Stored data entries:
==============================
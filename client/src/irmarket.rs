// Interest rate building blocks: reference indices, leg definitions,
// instrument templates and the engine's instrument build operations.
use dqproto::datetime::{
    BrokenPeriodType, BusinessDayConvention, Date, DateGenerationMode, Frequency, Period,
    StubPolicy, TimeUnit,
};
use dqproto::irmarket::{
    leg_fixings, BuildDepoInput, BuildDepoOutput, BuildFraInput, BuildFraOutput,
    BuildIrVanillaInstrumentInput, BuildIrVanillaInstrumentOutput, CreateIborIndexInput,
    CreateIborIndexOutput, IborIndex, InterestRateInstrument, InterestRateLegDefinition,
    IrInstrumentTemplate, LegFixings, LegScheduleDefinitions, LegType, NotionalExchange,
    PayReceiveFlag, PaymentDiscountMethod, RateCalcMethod, RelativeSchedulePosition,
    ScheduleDefinition, ScheduleReference,
};
use dqproto::market::{InstrumentType, TimeSeries};

use crate::client::AnalyticsClient;
use crate::datetime::{
    parse_period, to_broken_period_type, to_business_day_convention, to_day_count_convention,
    to_frequency, to_instrument_start_convention, to_stub_policy,
};
use crate::error::{DqError, Result};
use crate::transport::Engine;

pub fn to_pay_receive_flag(text: &str) -> Result<PayReceiveFlag> {
    PayReceiveFlag::from_str_name(&text.trim().to_uppercase())
        .ok_or_else(|| DqError::unknown_name("pay/receive flag", text))
}

pub fn to_leg_type(text: &str) -> Result<LegType> {
    LegType::from_str_name(&text.trim().to_uppercase())
        .ok_or_else(|| DqError::unknown_name("leg type", text))
}

pub fn to_payment_discount_method(text: &str) -> Result<PaymentDiscountMethod> {
    PaymentDiscountMethod::from_str_name(&text.trim().to_uppercase())
        .ok_or_else(|| DqError::unknown_name("payment discount method", text))
}

fn standalone_schedule(
    calendars: &[&str],
    frequency: Frequency,
    business_day_convention: &str,
    stub_policy: &str,
    broken_period_type: &str,
) -> Result<ScheduleDefinition> {
    Ok(ScheduleDefinition {
        reference: ScheduleReference::Standalone as i32,
        relative_position: 0,
        calendars: calendars.iter().map(|c| c.to_string()).collect(),
        frequency: frequency as i32,
        business_day_convention: to_business_day_convention(business_day_convention)? as i32,
        stub_policy: to_stub_policy(stub_policy)? as i32,
        broken_period_type: to_broken_period_type(broken_period_type)? as i32,
        offset: None,
        date_generation_mode: 0,
    })
}

fn payment_schedule(
    calendars: &[&str],
    frequency: Frequency,
    business_day_convention: &str,
) -> Result<ScheduleDefinition> {
    Ok(ScheduleDefinition {
        reference: ScheduleReference::RelativeToAccrual as i32,
        relative_position: RelativeSchedulePosition::PeriodEnd as i32,
        calendars: calendars.iter().map(|c| c.to_string()).collect(),
        frequency: frequency as i32,
        business_day_convention: to_business_day_convention(business_day_convention)? as i32,
        stub_policy: StubPolicy::Final as i32,
        broken_period_type: BrokenPeriodType::Short as i32,
        offset: Some(Period {
            length: 0,
            units: TimeUnit::Days as i32,
        }),
        date_generation_mode: DateGenerationMode::InArrears as i32,
    })
}

fn fixing_schedule(
    calendars: &[&str],
    frequency: Frequency,
    business_day_convention: BusinessDayConvention,
    stub_policy: StubPolicy,
    fixing_days: i32,
) -> ScheduleDefinition {
    ScheduleDefinition {
        reference: ScheduleReference::RelativeToAccrual as i32,
        relative_position: RelativeSchedulePosition::PeriodEnd as i32,
        calendars: calendars.iter().map(|c| c.to_string()).collect(),
        frequency: frequency as i32,
        business_day_convention: business_day_convention as i32,
        stub_policy: if calendars.is_empty() { 0 } else { stub_policy as i32 },
        broken_period_type: BrokenPeriodType::Short as i32,
        offset: Some(Period {
            length: -fixing_days,
            units: TimeUnit::Days as i32,
        }),
        date_generation_mode: DateGenerationMode::InArrears as i32,
    }
}
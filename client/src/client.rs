// Core request/reply plumbing shared by every operation module.
use prost::Message;

use crate::error::{DqError, Result};
use crate::transport::Engine;

/// Common shape of every engine output message: a success flag and an error
/// text in fields 1 and 2.
pub trait EngineReply {
    fn success(&self) -> bool;
    fn err_msg(&self) -> &str;
}

macro_rules! engine_reply {
    ($($ty:ty),+ $(,)?) => {
        $(
            impl EngineReply for $ty {
                fn success(&self) -> bool {
                    self.success
                }
                fn err_msg(&self) -> &str {
                    &self.err_msg
                }
            }
        )+
    };
}

engine_reply!(
    dqproto::datetime::CreateCalendarOutput,
    dqproto::irmarket::CreateIborIndexOutput,
    dqproto::irmarket::BuildDepoOutput,
    dqproto::irmarket::BuildFraOutput,
    dqproto::irmarket::BuildIrVanillaInstrumentOutput,
    dqproto::analytics::IrYieldCurveBuildingOutput,
    dqproto::credit::CreateCreditParCurveOutput,
    dqproto::credit::CreditCurveBuildingOutput,
    dqproto::credit::CreditDefaultSwapPricingOutput,
    dqproto::cm::CmVolSurfaceBuildingOutput,
    dqproto::cm::CmOptionPricingOutput,
    dqproto::fx::FxForwardPricingOutput,
    dqproto::fx::FxSwapPricingOutput,
    dqproto::fx::FxNdfPricingOutput,
    dqproto::fi::BuildBondYieldCurveOutput,
    dqproto::fi::VanillaBondPricingOutput,
);

/// Typed front door to the analytics engine. The operation methods live in
/// the per-asset-class modules; they all funnel through [`Self::call`].
pub struct AnalyticsClient<E> {
    engine: E,
}

impl<E: Engine> AnalyticsClient<E> {
    pub fn new(engine: E) -> Self {
        AnalyticsClient { engine }
    }

    pub fn engine(&self) -> &E {
        &self.engine
    }

    pub(crate) async fn call<Req, Res>(&self, name: &str, input: &Req) -> Result<Res>
    where
        Req: Message,
        Res: Message + Default + EngineReply,
    {
        tracing::debug!(operation = name, "sending engine request");
        let reply = self.engine.process(name, input.encode_to_vec()).await?;
        let output = Res::decode(reply.as_slice())?;
        if !output.success() {
            tracing::error!(
                operation = name,
                err = output.err_msg(),
                "engine returned failure"
            );
            return Err(DqError::EngineError(output.err_msg().to_string()));
        }
        Ok(output)
    }
}
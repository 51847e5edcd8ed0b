//! FX market data set, risk settings and pricing messages
//! (`dqfxanalytics.proto`).

use crate::analytics::{
    IrCurveRiskSettings, IrYieldCurve, PriceRiskSettings, PriceVolRiskSettings, PricingResults,
    PricingSettings, ThetaRiskSettings, VolRiskSettings, VolatilitySurface,
};
use crate::datetime::Date;
use crate::market::{FxForward, FxNonDeliverableForward, FxSpotRate, FxSwap};

#[derive(Clone, PartialEq, ::prost::Message)]
pub struct FxMktDataSet {
    #[prost(message, optional, tag = "1")]
    pub as_of_date: Option<Date>,
    #[prost(message, optional, tag = "2")]
    pub domestic_discount_curve: Option<IrYieldCurve>,
    #[prost(message, optional, tag = "3")]
    pub foreign_discount_curve: Option<IrYieldCurve>,
    #[prost(message, optional, tag = "4")]
    pub spot: Option<FxSpotRate>,
    #[prost(message, optional, tag = "5")]
    pub vol_surface: Option<VolatilitySurface>,
}

#[derive(Clone, PartialEq, ::prost::Message)]
pub struct FxRiskSettings {
    #[prost(message, optional, tag = "1")]
    pub ir_curve_settings: Option<IrCurveRiskSettings>,
    #[prost(message, optional, tag = "2")]
    pub price_settings: Option<PriceRiskSettings>,
    #[prost(message, optional, tag = "3")]
    pub vol_settings: Option<VolRiskSettings>,
    #[prost(message, optional, tag = "4")]
    pub price_vol_settings: Option<PriceVolRiskSettings>,
    #[prost(message, optional, tag = "5")]
    pub theta_settings: Option<ThetaRiskSettings>,
}

#[derive(Clone, PartialEq, ::prost::Message)]
pub struct FxForwardPricingInput {
    #[prost(message, optional, tag = "1")]
    pub pricing_date: Option<Date>,
    #[prost(message, optional, tag = "2")]
    pub instrument: Option<FxForward>,
    #[prost(message, optional, tag = "3")]
    pub mkt_data_set: Option<FxMktDataSet>,
    #[prost(message, optional, tag = "4")]
    pub pricing_settings: Option<PricingSettings>,
    #[prost(message, optional, tag = "5")]
    pub risk_settings: Option<FxRiskSettings>,
}

#[derive(Clone, PartialEq, ::prost::Message)]
pub struct FxForwardPricingOutput {
    #[prost(bool, tag = "1")]
    pub success: bool,
    #[prost(string, tag = "2")]
    pub err_msg: String,
    #[prost(message, optional, tag = "3")]
    pub results: Option<PricingResults>,
}

#[derive(Clone, PartialEq, ::prost::Message)]
pub struct FxSwapPricingInput {
    #[prost(message, optional, tag = "1")]
    pub pricing_date: Option<Date>,
    #[prost(message, optional, tag = "2")]
    pub instrument: Option<FxSwap>,
    #[prost(message, optional, tag = "3")]
    pub mkt_data_set: Option<FxMktDataSet>,
    #[prost(message, optional, tag = "4")]
    pub pricing_settings: Option<PricingSettings>,
    #[prost(message, optional, tag = "5")]
    pub risk_settings: Option<FxRiskSettings>,
}

#[derive(Clone, PartialEq, ::prost::Message)]
pub struct FxSwapPricingOutput {
    #[prost(bool, tag = "1")]
    pub success: bool,
    #[prost(string, tag = "2")]
    pub err_msg: String,
    #[prost(message, optional, tag = "3")]
    pub results: Option<PricingResults>,
}

#[derive(Clone, PartialEq, ::prost::Message)]
pub struct FxNdfPricingInput {
    #[prost(message, optional, tag = "1")]
    pub pricing_date: Option<Date>,
    #[prost(message, optional, tag = "2")]
    pub instrument: Option<FxNonDeliverableForward>,
    #[prost(message, optional, tag = "3")]
    pub mkt_data_set: Option<FxMktDataSet>,
    #[prost(message, optional, tag = "4")]
    pub pricing_settings: Option<PricingSettings>,
    #[prost(message, optional, tag = "5")]
    pub risk_settings: Option<FxRiskSettings>,
}

#[derive(Clone, PartialEq, ::prost::Message)]
pub struct FxNdfPricingOutput {
    #[prost(bool, tag = "1")]
    pub success: bool,
    #[prost(string, tag = "2")]
    pub err_msg: String,
    #[prost(message, optional, tag = "3")]
    pub results: Option<PricingResults>,
}

#[cfg(test)]
mod tests {
    use super::*;
    use prost::Message;

    #[test]
    fn forward_pricing_input_round_trips() {
        let input = FxForwardPricingInput {
            pricing_date: Some(Date { year: 2022, month: 3, day: 9 }),
            instrument: Some(FxForward {
                buy_currency: "USD".into(),
                buy_amount: 1_000_000.0,
                sell_currency: "CNY".into(),
                sell_amount: 6_700_000.0,
                delivery_date: Some(Date { year: 2022, month: 6, day: 9 }),
                expiry_date: Some(Date { year: 2022, month: 6, day: 7 }),
            }),
            mkt_data_set: Some(FxMktDataSet {
                as_of_date: Some(Date { year: 2022, month: 3, day: 9 }),
                domestic_discount_curve: None,
                foreign_discount_curve: None,
                spot: Some(FxSpotRate {
                    rate: Some(crate::market::FxRate {
                        value: 6.6916,
                        price_currency: "CNY".into(),
                        unit_currency: "USD".into(),
                    }),
                    reference_date: Some(Date { year: 2022, month: 3, day: 9 }),
                    spot_date: Some(Date { year: 2022, month: 3, day: 11 }),
                }),
                vol_surface: None,
            }),
            pricing_settings: None,
            risk_settings: None,
        };
        let decoded = FxForwardPricingInput::decode(input.encode_to_vec().as_slice()).unwrap();
        assert_eq!(decoded, input);
    }
}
==============================
PROBLEM TO SOLVE:
Determine how many lines of the data contain the word "BuildDepoOutput", and reply with that number only.

RESPONSE AREA:
2